Domanda di: Caligola Benedetti  |  Ultimo aggiornamento: 28 giugno 2026
Valutazione: 4.4/5 (57 voti)

Si scrive un'arte (con l'apostrofo) perché "arte" è un sostantivo femminile singolare che inizia per vocale. L'apostrofo è necessario per l'elisione della vocale finale dell'articolo indeterminativo femminile "una", diventando "un'" prima di un nome femminile che inizia con vocale.
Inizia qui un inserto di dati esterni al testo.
#[cfg(test)]
mod tests {
    use super::{AttachTarget, HostRegistry};
    use crate::host::error::HostError;
    use crate::host::fake_window_system::FakeWindowSystem;
    use crate::host::locator::{ProcessWindowLocator, WindowLocator};
    use crate::host::slot::{embedded_style, SavedState};
    use crate::host::window_handle::{Area, WindowHandle};
    use crate::host::window_system::WindowSystem;

    const OVERLAPPED_WINDOW: isize = 0x10CF_0000;

    struct FixedLocator(Option<WindowHandle>);

    impl<S: WindowSystem> WindowLocator<S> for FixedLocator {
        fn locate(&self, _system: &S, _process_id: u32) -> Option<WindowHandle> {
            self.0
        }
    }

    fn setup() -> (HostRegistry<FakeWindowSystem, ProcessWindowLocator>, WindowHandle) {
        let system = FakeWindowSystem::new();
        let app = system.add_top_level(1, OVERLAPPED_WINDOW, Area::new(100, 50, 1280, 800));
        (HostRegistry::new(system, ProcessWindowLocator, Some(app)), app)
    }

    fn add_target(registry: &HostRegistry<FakeWindowSystem, ProcessWindowLocator>, pid: u32) -> WindowHandle {
        registry
            .system()
            .add_top_level(pid, OVERLAPPED_WINDOW, Area::new(300, 200, 640, 480))
    }

    #[test]
    fn test_create_host_is_idempotent() {
        let (mut registry, app) = setup();

        assert_eq!(registry.create_host("p1"), Ok(true));
        assert_eq!(registry.create_host("p1"), Ok(true));

        assert_eq!(registry.system().placeholders_created(), 1);
        let placeholder = registry.get_slot("p1").unwrap().placeholder().unwrap();
        assert_eq!(registry.system().window(placeholder).unwrap().parent, app);
    }

    #[test]
    fn test_create_host_without_app_window() {
        let system = FakeWindowSystem::new();
        let mut registry = HostRegistry::new(system, ProcessWindowLocator, None);

        assert_eq!(registry.create_host("p1"), Err(HostError::CreateFailed));
        assert_eq!(registry.slots_count(), 1);

        let app = registry.system().add_top_level(1, OVERLAPPED_WINDOW, Area::new(0, 0, 800, 600));
        registry.set_app_window(Some(app));
        assert_eq!(registry.create_host("p1"), Ok(true));
    }

    #[test]
    fn test_empty_id_is_rejected() {
        let (mut registry, _) = setup();
        registry.create_host("p1").unwrap();
        let before = registry.get_slot("p1").cloned();
        let bad_args = Err(HostError::bad_args("host_id is required."));

        assert_eq!(registry.create_host(""), bad_args);
        assert_eq!(registry.destroy_host(""), bad_args);
        assert_eq!(registry.update_rect("", 0, 0, 10, 10), bad_args);
        assert_eq!(registry.set_visible("", false), bad_args);
        assert_eq!(registry.attach_window("", AttachTarget::Process(1)), bad_args);
        assert_eq!(registry.detach_window(""), bad_args);

        assert_eq!(registry.slots_count(), 1);
        assert_eq!(registry.get_slot("p1").cloned(), before);
    }

    #[test]
    fn test_missing_host() {
        let (mut registry, _) = setup();
        let missing = Err(HostError::MissingHost("nope".to_owned()));

        assert_eq!(registry.update_rect("nope", 0, 0, 10, 10), missing);
        assert_eq!(registry.set_visible("nope", true), missing);
        assert_eq!(registry.attach_window("nope", AttachTarget::Process(1)), missing);
        assert_eq!(registry.detach_window("nope"), missing);
        assert_eq!(registry.destroy_host("nope"), Ok(true));
    }

    #[test]
    fn test_attach_and_detach_scenario() {
        let (mut registry, _) = setup();
        let target = add_target(&registry, 42);
        let before = SavedState::capture(registry.system(), target).unwrap();

        registry.create_host("p1").unwrap();
        assert_eq!(registry.update_rect("p1", 120, 90, 400, 300), Ok(true));
        assert_eq!(registry.attach_window("p1", AttachTarget::Handle(target)), Ok(true));

        let placeholder = registry.get_slot("p1").unwrap().placeholder().unwrap();
        let attached = registry.system().window(target).unwrap();
        assert_eq!(attached.parent, placeholder);
        assert_eq!(attached.style, embedded_style(OVERLAPPED_WINDOW));
        assert_eq!(attached.rect, Area::new(0, 0, 400, 300));

        assert_eq!(registry.detach_window("p1"), Ok(true));
        assert_eq!(SavedState::capture(registry.system(), target).unwrap(), before);
        assert!(registry.system().window(target).unwrap().visible);
    }

    #[test]
    fn test_update_rect_converts_to_client_space() {
        let (mut registry, _) = setup();
        let target = add_target(&registry, 42);
        registry.create_host("p1").unwrap();
        registry.attach_window("p1", AttachTarget::Handle(target)).unwrap();

        assert_eq!(registry.update_rect("p1", 150, 80, 320, 240), Ok(true));

        let placeholder = registry.get_slot("p1").unwrap().placeholder().unwrap();
        let placeholder_rect = registry.system().window(placeholder).unwrap().rect;
        assert_eq!(placeholder_rect, Area::new(50, 30, 320, 240));
        assert_eq!(registry.system().window(target).unwrap().rect, Area::new(0, 0, 320, 240));
    }

    #[test]
    fn test_update_rect_without_placeholder() {
        let (mut registry, _) = setup();
        registry.system().set_fail_placeholders(true);

        assert_eq!(registry.create_host("p1"), Err(HostError::CreateFailed));
        assert_eq!(registry.update_rect("p1", 0, 0, 100, 100), Ok(false));
    }

    #[test]
    fn test_attach_by_process_id() {
        let (mut registry, _) = setup();
        let target = add_target(&registry, 42);
        registry.create_host("p1").unwrap();

        assert_eq!(registry.attach_window("p1", AttachTarget::Process(43)), Ok(false));
        assert_eq!(registry.attach_window("p1", AttachTarget::Process(42)), Ok(true));
        assert_eq!(registry.get_slot("p1").unwrap().attached_window(), Some(target));
    }

    #[test]
    fn test_attach_with_substituted_locator() {
        let system = FakeWindowSystem::new();
        let app = system.add_top_level(1, OVERLAPPED_WINDOW, Area::new(0, 0, 800, 600));
        let target = system.add_top_level(2, OVERLAPPED_WINDOW, Area::new(0, 0, 200, 100));
        let mut registry = HostRegistry::new(system, FixedLocator(Some(target)), Some(app));
        registry.create_host("p1").unwrap();

        assert_eq!(registry.attach_window("p1", AttachTarget::Process(999)), Ok(true));
        assert_eq!(registry.attach_window("p1", AttachTarget::None), Ok(false));
        assert_eq!(registry.get_slot("p1").unwrap().attached_window(), Some(target));
    }

    #[test]
    fn test_attach_creates_placeholder_lazily() {
        let (mut registry, _) = setup();
        let target = add_target(&registry, 42);
        registry.system().set_fail_placeholders(true);
        assert_eq!(registry.create_host("p1"), Err(HostError::CreateFailed));

        assert_eq!(registry.attach_window("p1", AttachTarget::Handle(target)), Ok(false));

        registry.system().set_fail_placeholders(false);
        assert_eq!(registry.attach_window("p1", AttachTarget::Handle(target)), Ok(true));
        assert!(registry.get_slot("p1").unwrap().placeholder().is_some());
    }

    #[test]
    fn test_destroy_host_restores_attached_window() {
        let (mut registry, _) = setup();
        let target = add_target(&registry, 42);
        let before = SavedState::capture(registry.system(), target).unwrap();
        registry.create_host("p1").unwrap();
        registry.attach_window("p1", AttachTarget::Handle(target)).unwrap();
        let placeholder = registry.get_slot("p1").unwrap().placeholder().unwrap();

        assert_eq!(registry.destroy_host("p1"), Ok(true));

        assert_eq!(SavedState::capture(registry.system(), target).unwrap(), before);
        assert!(registry.system().window(placeholder).is_none());
        assert!(registry.get_slot("p1").is_none());
    }

    #[test]
    fn test_slots_are_independent() {
        let (mut registry, _) = setup();
        let first = add_target(&registry, 1);
        let second = add_target(&registry, 2);
        registry.create_host("a").unwrap();
        registry.create_host("b").unwrap();
        registry.attach_window("a", AttachTarget::Handle(first)).unwrap();
        registry.attach_window("b", AttachTarget::Handle(second)).unwrap();

        registry.set_visible("a", false).unwrap();
        registry.update_rect("a", 0, 0, 10, 10).unwrap();
        registry.detach_window("a").unwrap();

        let slot_b = registry.get_slot("b").unwrap();
        assert_eq!(slot_b.attached_window(), Some(second));
        assert!(slot_b.is_visible());
        assert_eq!(registry.system().window(second).unwrap().parent, slot_b.placeholder().unwrap());
        assert!(registry.system().window(second).unwrap().visible);
    }

    #[test]
    fn test_same_window_attached_to_two_hosts() {
        let (mut registry, _) = setup();
        let target = add_target(&registry, 42);
        let before = SavedState::capture(registry.system(), target).unwrap();
        registry.create_host("a").unwrap();
        registry.create_host("b").unwrap();

        assert_eq!(registry.attach_window("a", AttachTarget::Handle(target)), Ok(true));
        assert_eq!(registry.attach_window("b", AttachTarget::Handle(target)), Ok(true));

        let slot_b = registry.get_slot("b").unwrap();
        assert_eq!(registry.get_slot("a").unwrap().attached_window(), None);
        assert_eq!(slot_b.attached_window(), Some(target));
        assert_eq!(slot_b.saved_state(), Some(&before));
        assert_eq!(registry.system().window(target).unwrap().parent, slot_b.placeholder().unwrap());

        assert_eq!(registry.detach_window("a"), Ok(true));
        assert_eq!(registry.detach_window("b"), Ok(true));
        assert_eq!(SavedState::capture(registry.system(), target).unwrap(), before);
    }

    #[test]
    fn test_destroying_previous_host_keeps_moved_window() {
        let (mut registry, _) = setup();
        let target = add_target(&registry, 42);
        let before = SavedState::capture(registry.system(), target).unwrap();
        registry.create_host("a").unwrap();
        registry.create_host("b").unwrap();
        registry.attach_window("a", AttachTarget::Handle(target)).unwrap();
        registry.attach_window("b", AttachTarget::Handle(target)).unwrap();

        assert_eq!(registry.destroy_host("a"), Ok(true));
        let placeholder_b = registry.get_slot("b").unwrap().placeholder().unwrap();
        assert_eq!(registry.system().window(target).unwrap().parent, placeholder_b);

        assert_eq!(registry.destroy_host("b"), Ok(true));
        assert_eq!(SavedState::capture(registry.system(), target).unwrap(), before);
    }

    #[test]
    fn test_drop_restores_every_slot() {
        let system = FakeWindowSystem::new();
        let app = system.add_top_level(1, OVERLAPPED_WINDOW, Area::new(0, 0, 800, 600));
        let target = system.add_top_level(2, OVERLAPPED_WINDOW, Area::new(10, 20, 200, 100));
        let system = std::rc::Rc::new(system);

        let mut registry = HostRegistry::new(system.clone(), ProcessWindowLocator, Some(app));
        registry.create_host("p1").unwrap();
        registry.attach_window("p1", AttachTarget::Handle(target)).unwrap();
        drop(registry);

        let restored = system.window(target).unwrap();
        assert_eq!(restored.parent, WindowHandle::NULL);
        assert_eq!(restored.style, OVERLAPPED_WINDOW);
        assert_eq!(restored.rect, Area::new(10, 20, 200, 100));
        assert_eq!(system.top_level_windows(), vec![app, target]);
    }
}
Come si scrive un'arte con apostrofo?

Siamo così arrivati alla regola: dopo un dovrete scrivere l'apostrofo sempre e solo se la parola successiva è di genere femminile. In questo caso, infatti, la forma un deriva da una, la cui a finale cade per elisione davanti alla vocale successiva.

Quando si usa un o un?

Davanti a parole maschili iniziate per vocale usiamo l'articolo UN (senza l'apostrofo). Parole maschili: alunno; uomo; ufficio; ingresso. Davanti a parole femminili iniziate per vocale, usiamo l'articolo UN' (con l'apostrofo). Parole femminili: automobile; alunna; amica; esperienza.

Qual è la forma corretta?

La forma corretta è qual è, senza apostrofo, perché si tratta di un troncamento (o apocope) della parola "quale" davanti alla vocale "è", non di un'elisione che richiederebbe l'apostrofo; vale lo stesso per "qual era" (e non "qual'era") e "qualcun altro" (e non "qualcun'altro"). La forma "qual'è" è un errore comune, ma diffuso anche in passato letterario, mentre l'italiano moderno richiede la forma senza apostrofo.
 

Quando va messo un?

Un: è maschile e va usato soltanto davanti a parole maschili che iniziano per vocale o che non creano intoppi nella pronuncia. Non si scriverà “un scivolo” né “un zoccolo”, ma si scriverà “un asino“, “un cavallo“, “un bue“, ecc.